ASSIGNMENT
Your output should consist solely of the lines from the one with "from request headers." through the end of the records, reproduced exactly, both ends included.

RECORDS
^^^^^^^^^^^^^^^^

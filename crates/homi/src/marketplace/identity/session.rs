use super::domain::SessionPrincipal;
use axum::http::HeaderMap;
use serde::{Deserialize, Serialize};

/// Request header carrying the opaque session token.
pub const SESSION_HEADER: &str = "x-session-token";

#[derive(Debug, Clone, PartialEq, Eq, Hash, Serialize, Deserialize)]
pub struct SessionToken(pub String);

/// Opaque per-request identity carrier. `refresh` overwrites the principal
/// behind an existing token so a role upgrade becomes visible without a
/// re-login.
pub trait SessionStore: Send + Sync {
    fn create(&self, principal: SessionPrincipal) -> SessionToken;
    fn get(&self, token: &SessionToken) -> Option<SessionPrincipal>;
    fn refresh(&self, token: &SessionToken, principal: SessionPrincipal);
    fn destroy(&self, token: &SessionToken);
}

/// Resolve the calling principal from request headers, if any.
pub fn principal_from_headers<S: SessionStore + ?Sized>(
    headers: &HeaderMap,
    sessions: &S,
) -> Option<SessionPrincipal> {
    let token = headers.get(SESSION_HEADER)?.to_str().ok()?;
    sessions.get(&SessionToken(token.to_string()))
}

/// Extract the raw token from request headers.
pub fn token_from_headers(headers: &HeaderMap) -> Option<SessionToken> {
    let token = headers.get(SESSION_HEADER)?.to_str().ok()?;
    Some(SessionToken(token.to_string()))
}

^^^^^^^^^^^^^^^^

PROBLEM SOLUTION
/// Extract the raw token from request headers.
pub fn token_from_headers(headers: &HeaderMap) -> Option<SessionToken> {
    let token = headers.get(SESSION_HEADER)?.to_str().ok()?;
    Some(SessionToken(token.to_string()))
}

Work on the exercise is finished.